LOCALS in Mexico City reported a huge crack in the Metro line years before it collapsed – killing 23 people and injuring around 70 more. 

Residents had warned of faults in the structure following an earthquake in 2017, it emerged today.






Two train carriages hung from the damaged overpass after the horrific accident late last night.

Firefighters today used heavy chains to stabilise the site – though rescue efforts were briefly paused over fears that more train parts and debris could slam down onto the road.

Local media reported that residents had reported concerns about a crack in the structure after a 2017 earthquake which killed over 200 people. 

According to the El Universal newspaper, transport authorities had made repairs to the line after the reports. 

Videos on Mexican television show train cars hanging in mid-air as sirens blare.

Meanwhile, footage shown on Milenio TV showed the overpass collapsing onto cars on a road below.

'TERRIBLE'

Another video showed emergency medical crews and firefighters desperately searching through wreckage for survivors.

Mexico City’s mayor said a support beam had given way, causing the carriages to fall – but declined to give a reason for the accident.

She told reporters: "At this moment, we can’t speculate about what happened.

"There has to be a deep investigation, and whoever is responsible has to be held responsible."

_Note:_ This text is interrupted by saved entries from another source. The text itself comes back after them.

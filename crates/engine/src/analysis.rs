//! Indicator snapshot and trend voting used by market analysis.

use crate::indicators::{
    bollinger, macd, rsi, sma, BollingerBand, BOLLINGER_PERIOD, BOLLINGER_STD_DEV, MACD_FAST,
    MACD_SIGNAL, MACD_SLOW, RSI_PERIOD, SMA_LONG, SMA_SHORT,
};
use std::fmt;

/// Fewest closes needed for a meaningful summary.
pub const MIN_CLOSES: usize = 10;

#[derive(Debug, Clone, Copy, PartialEq, Eq)]
pub enum Trend {
    Bullish,
    Bearish,
    Neutral,
}

impl fmt::Display for Trend {
    fn fmt(&self, f: &mut fmt::Formatter<'_>) -> fmt::Result {
        match self {
            Trend::Bullish => f.write_str("bullish"),
            Trend::Bearish => f.write_str("bearish"),
            Trend::Neutral => f.write_str("neutral"),
        }
    }
}

/// One indicator's vote on the trend.
#[derive(Debug, Clone, PartialEq)]
pub struct TrendFactor {
    pub trend: Trend,
    pub weight: f64,
    pub reason: String,
}

/// Latest indicator values for a close series.
#[derive(Debug, Clone, PartialEq)]
pub struct TechnicalSummary {
    pub last_close: f64,
    pub rsi: f64,
    pub sma_short: Option<f64>,
    pub sma_long: Option<f64>,
    pub macd_line: f64,
    pub macd_signal: f64,
    pub macd_histogram: f64,
    pub bollinger: Option<BollingerBand>,
    /// Change over the last 5 closes, as a fraction.
    pub change_short: f64,
    /// Change over the last 20 closes (or the short change with less data).
    pub change_medium: f64,
    pub factors: Vec<TrendFactor>,
    pub trend: Trend,
    /// Average weight of the winning factors, 0..=1.
    pub strength: f64,
}

impl TechnicalSummary {
    /// Summarize a series of closes, oldest first. Returns `None` with fewer
    /// than [`MIN_CLOSES`] points.
    pub fn from_closes(closes: &[f64]) -> Option<Self> {
        if closes.len() < MIN_CLOSES {
            return None;
        }
        let last = closes.len() - 1;
        let last_close = closes[last];

        let rsi = rsi(closes, RSI_PERIOD)[last];
        let sma_short = sma(closes, SMA_SHORT)[last];
        let sma_long = sma(closes, SMA_LONG)[last];
        let m = macd(closes, MACD_FAST, MACD_SLOW, MACD_SIGNAL);
        let band = bollinger(closes, BOLLINGER_PERIOD, BOLLINGER_STD_DEV)[last];

        let change_short = change_over(closes, 5).unwrap_or(0.0);
        let change_medium = change_over(closes, 20).unwrap_or(change_short);

        let mut summary = Self {
            last_close,
            rsi,
            sma_short,
            sma_long,
            macd_line: m.line[last],
            macd_signal: m.signal[last],
            macd_histogram: m.histogram[last],
            bollinger: band,
            change_short,
            change_medium,
            factors: Vec::new(),
            trend: Trend::Neutral,
            strength: 0.0,
        };
        summary.factors = summary.vote();
        let (trend, strength) = tally(&summary.factors);
        summary.trend = trend;
        summary.strength = strength;
        Some(summary)
    }

    fn vote(&self) -> Vec<TrendFactor> {
        let factor = |trend, weight, reason: String| TrendFactor {
            trend,
            weight,
            reason,
        };
        let mut factors = Vec::with_capacity(5);

        if let (Some(short), Some(long)) = (self.sma_short, self.sma_long) {
            factors.push(if short > long {
                factor(Trend::Bullish, 0.7, "short SMA above long SMA".into())
            } else if short < long {
                factor(Trend::Bearish, 0.7, "short SMA below long SMA".into())
            } else {
                factor(Trend::Neutral, 0.3, "SMAs level".into())
            });
        }

        factors.push(if self.macd_histogram > 0.0 && self.macd_line > self.macd_signal {
            factor(Trend::Bullish, 0.6, "MACD positive and rising".into())
        } else if self.macd_histogram < 0.0 && self.macd_line < self.macd_signal {
            factor(Trend::Bearish, 0.6, "MACD negative and falling".into())
        } else {
            factor(Trend::Neutral, 0.4, "MACD in transition".into())
        });

        factors.push(if self.rsi > 60.0 {
            factor(Trend::Bullish, 0.5, format!("strong RSI ({:.1})", self.rsi))
        } else if self.rsi < 40.0 {
            factor(Trend::Bearish, 0.5, format!("weak RSI ({:.1})", self.rsi))
        } else {
            factor(Trend::Neutral, 0.5, format!("neutral RSI ({:.1})", self.rsi))
        });

        factors.push(if self.change_short > 0.02 {
            factor(Trend::Bullish, 0.8, format!("recent rise of {:.1}%", self.change_short * 100.0))
        } else if self.change_short < -0.02 {
            factor(Trend::Bearish, 0.8, format!("recent drop of {:.1}%", self.change_short * 100.0))
        } else {
            factor(Trend::Neutral, 0.6, "price stable recently".into())
        });

        factors.push(if self.change_medium > 0.05 {
            factor(Trend::Bullish, 0.7, format!("{:.1}% up over 20 days", self.change_medium * 100.0))
        } else if self.change_medium < -0.05 {
            factor(Trend::Bearish, 0.7, format!("{:.1}% down over 20 days", self.change_medium * 100.0))
        } else {
            factor(Trend::Neutral, 0.5, "sideways over 20 days".into())
        });

        factors
    }

    /// Reasons of the factors that voted with the winning trend.
    pub fn reasons(&self) -> impl Iterator<Item = &str> {
        self.factors
            .iter()
            .filter(move |f| f.trend == self.trend)
            .map(|f| f.reason.as_str())
    }
}

fn change_over(closes: &[f64], lookback: usize) -> Option<f64> {
    if closes.len() < lookback {
        return None;
    }
    let base = closes[closes.len() - lookback];
    let last = closes[closes.len() - 1];
    (base != 0.0).then(|| (last - base) / base)
}

/// A trend wins with a strict plurality; otherwise the market is neutral.
fn tally(factors: &[TrendFactor]) -> (Trend, f64) {
    let count = |t: Trend| factors.iter().filter(|f| f.trend == t).count();
    let (up, down, flat) = (count(Trend::Bullish), count(Trend::Bearish), count(Trend::Neutral));

    let trend = if up > down && up > flat {
        Trend::Bullish
    } else if down > up && down > flat {
        Trend::Bearish
    } else {
        Trend::Neutral
    };

    let winners: Vec<f64> = factors
        .iter()
        .filter(|f| f.trend == trend)
        .map(|f| f.weight)
        .collect();
    let strength = if winners.is_empty() {
        0.0
    } else {
        winners.iter().sum::<f64>() / winners.len() as f64
    };
    (trend, strength)
}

Foreign Minister Marcelo Ebrard, who was city mayor when the overpass was built, said it was the most "terrible" accident to have hit the local transport system, and that he was ready to cooperate with authorities in the investigation.







Speaking at a press conference, Mexican President Andres Manuel Lopez Obrador said the investigation should be done quickly and that nothing should be hidden from the public.

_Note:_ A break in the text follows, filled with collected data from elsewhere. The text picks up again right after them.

//! Application configuration.
//!
//! Read from an optional JSON file; every field has a default, so a partial
//! file (or none at all) is valid. `TELEGRAM_BOT_TOKEN` overrides the file.

use alertbot_alerts::{AnalystConfig, MonitorConfig, StorageConfig};
use alertbot_core::{DEFAULT_EQUALITY_TOLERANCE, DEFAULT_QUOTE_ASSET, DEFAULT_STARTING_BALANCE};
use alertbot_feeds::{RestConfig, DEFAULT_CACHE_TTL};
use rust_decimal::Decimal;
use serde::{Deserialize, Serialize};
use std::path::{Path, PathBuf};
use std::time::Duration;
use thiserror::Error;

pub const BOT_TOKEN_ENV: &str = "TELEGRAM_BOT_TOKEN";

#[derive(Error, Debug)]
pub enum ConfigError {
    #[error("Cannot read {}: {source}", .path.display())]
    Io {
        path: PathBuf,
        source: std::io::Error,
    },
    #[error("Invalid configuration in {}: {source}", .path.display())]
    Parse {
        path: PathBuf,
        source: serde_json::Error,
    },
}

/// Application configuration.
#[derive(Debug, Clone, Default, Serialize, Deserialize)]
#[serde(default)]
pub struct AppConfig {
    pub telegram: TelegramSettings,
    pub monitor: MonitorSettings,
    pub storage: StorageSettings,
    pub binance: BinanceSettings,
    pub analyst: AnalystSettings,
}

impl AppConfig {
    /// Load from `path`; a missing file yields the defaults.
    pub fn load(path: &Path) -> Result<Self, ConfigError> {
        let text = match std::fs::read_to_string(path) {
            Ok(text) => text,
            Err(e) if e.kind() == std::io::ErrorKind::NotFound => return Ok(Self::default()),
            Err(source) => {
                return Err(ConfigError::Io {
                    path: path.to_path_buf(),
                    source,
                })
            }
        };
        serde_json::from_str(&text).map_err(|source| ConfigError::Parse {
            path: path.to_path_buf(),
            source,
        })
    }

    /// Apply environment overrides.
    pub fn apply_env(&mut self) {
        self.override_bot_token(std::env::var(BOT_TOKEN_ENV).ok());
    }

    fn override_bot_token(&mut self, token: Option<String>) {
        if let Some(token) = token.filter(|t| !t.trim().is_empty()) {
            self.telegram.bot_token = Some(token.trim().to_string());
        }
    }

    /// Bot token, if one is configured and non-empty.
    pub fn bot_token(&self) -> Option<&str> {
        self.telegram
            .bot_token
            .as_deref()
            .map(str::trim)
            .filter(|t| !t.is_empty())
    }
}

#[derive(Debug, Clone, Default, Serialize, Deserialize)]
#[serde(default)]
pub struct TelegramSettings {
    pub bot_token: Option<String>,
    /// Chats allowed to issue commands. Empty allows everyone.
    pub allowed_chat_ids: Vec<i64>,
}

#[derive(Debug, Clone, Serialize, Deserialize)]
#[serde(default)]
pub struct MonitorSettings {
    pub poll_interval_secs: u64,
    /// Relative band for `=` ("reaches") conditions.
    pub equality_tolerance: Decimal,
    pub price_cache_ttl_secs: u64,
}

impl Default for MonitorSettings {
    fn default() -> Self {
        Self {
            poll_interval_secs: 60,
            equality_tolerance: DEFAULT_EQUALITY_TOLERANCE,
            price_cache_ttl_secs: DEFAULT_CACHE_TTL.as_secs(),
        }
    }
}

impl MonitorSettings {
    pub fn price_cache_ttl(&self) -> Duration {
        Duration::from_secs(self.price_cache_ttl_secs)
    }
}

impl From<&MonitorSettings> for MonitorConfig {
    fn from(settings: &MonitorSettings) -> Self {
        MonitorConfig {
            poll_interval: Duration::from_secs(settings.poll_interval_secs.max(1)),
            equality_tolerance: settings.equality_tolerance,
        }
    }
}

#[derive(Debug, Clone, Serialize, Deserialize)]
#[serde(default)]
pub struct StorageSettings {
    pub data_dir: PathBuf,
    pub starting_balance: Decimal,
}

impl Default for StorageSettings {
    fn default() -> Self {
        Self {
            data_dir: PathBuf::from("data"),
            starting_balance: DEFAULT_STARTING_BALANCE,
        }
    }
}

impl From<&StorageSettings> for StorageConfig {
    fn from(settings: &StorageSettings) -> Self {
        StorageConfig {
            data_dir: settings.data_dir.clone(),
            starting_balance: settings.starting_balance,
        }
    }
}

#[derive(Debug, Clone, Serialize, Deserialize)]
#[serde(default)]
pub struct BinanceSettings {
    pub base_url: String,
    pub quote_asset: String,
    pub request_timeout_secs: u64,
}

impl Default for BinanceSettings {
    fn default() -> Self {
        Self {
            base_url: "https://api.binance.com".to_string(),
            quote_asset: DEFAULT_QUOTE_ASSET.to_string(),
            request_timeout_secs: 10,
        }
    }
}

impl From<&BinanceSettings> for RestConfig {
    fn from(settings: &BinanceSettings) -> Self {
        RestConfig {
            base_url: settings.base_url.clone(),
            quote_asset: settings.quote_asset.clone(),
            request_timeout: Duration::from_secs(settings.request_timeout_secs),
        }
    }
}

#[derive(Debug, Clone, Serialize, Deserialize)]
#[serde(default)]
pub struct AnalystSettings {
    pub history_days: usize,
    pub forecast_min_interval_secs: u64,
}

impl Default for AnalystSettings {
    fn default() -> Self {
        Self {
            history_days: 100,
            forecast_min_interval_secs: 4 * 60 * 60,
        }
    }
}

impl From<&AnalystSettings> for AnalystConfig {
    fn from(settings: &AnalystSettings) -> Self {
        AnalystConfig {
            history_days: settings.history_days,
            forecast_min_interval: Duration::from_secs(settings.forecast_min_interval_secs),
        }
    }
}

"There's no impunity for anyone," he said.

Investigations will be carried out by both the attorney general's office and an external auditor, the government said.

Earlier today, Mayor Sheinbaum said one casualty had been pulled alive from a car trapped on the road below. At least 49 of the injured were hospitalised, and seven are in serious condition and undergoing surgery, she said.

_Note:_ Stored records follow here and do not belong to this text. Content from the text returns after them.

//! Price source abstraction.

use crate::FeedError;
use alertbot_core::{PriceSnapshot, Quote, Symbol};
use async_trait::async_trait;
use rust_decimal::Decimal;

/// Anything that can supply live prices.
#[async_trait]
pub trait PriceSource: Send + Sync {
    /// Current prices for `symbols`. Symbols the source does not know are
    /// left out of the snapshot rather than failing the whole call.
    async fn fetch_prices(&self, symbols: &[Symbol]) -> Result<PriceSnapshot, FeedError>;

    /// 24h quote for a single symbol.
    async fn fetch_quote(&self, symbol: &Symbol) -> Result<Quote, FeedError>;

    /// Daily close prices, oldest first, at most `limit` of them.
    async fn fetch_daily_closes(&self, symbol: &Symbol, limit: usize) -> Result<Vec<f64>, FeedError>;

    /// Current price of one symbol.
    async fn fetch_price(&self, symbol: &Symbol) -> Result<Decimal, FeedError> {
        let snapshot = self.fetch_prices(std::slice::from_ref(symbol)).await?;
        snapshot
            .get(symbol)
            .ok_or_else(|| FeedError::UnknownSymbol(symbol.clone()))
    }
}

The city's Comprehensive Risk Management and Civil Protection Agency initially put the toll at 13 and 70 people injured.

Tragically, the number of people known to have died has since risen.

Rescuers were briefly forced to halt their efforts at midnight because the hanging train carriage was "very weak" and a crane was brought in.

At least one carriage was trapped under the rubble after the overpass, which was around 16 feet above the road, collapsed.

Carlos Zúñiga Pérez, a television host in Mexico City, tweeted a video of rescue personnel rescuing injured passengers by helping them down from ladders.

Mexico City Metro, officially called Sistema de Transporte Colectivo, has warned residents to avoid the area.





The accident happened at around 10.30pm local time at Olivos Station in Las Arboledas on the metro’s Line 12, also known as the Gold Line. It was opened in 2012.

Devastated families are waiting at the scene for news of their loved ones.

One man, 46, said his half-brother and sister-in-law had been driving when the overpass collapsed onto their car.

Gisela Rioja Castro, 43, said she was looking for her husband, who always took the train and wasn't answering his phone.

The metro's 12 line was built when Foreign Minister Marcelo Ebrard was mayor of Mexico City.

"What happened today with the Metro is a terrible tragedy. My solidarity with the victims and their families," Ebrard said on Twitter.

"Of course, the causes must be investigated and responsibilities defined. I reiterate I am at the disposal of authorities to help in whatever is necessary."

The subway system in Mexico City, the country’s sprawling capital, handles more than four million passengers a day – and a total of 1.655billion in 2019.

It is the second-largest in the Americas, after New York.

Last March, a collision between two trains at the Tacubaya station left one passenger dead and 41 injured. In 2015, a train that did not stop on time crashed into another at the Oceania station, injuring 12 people.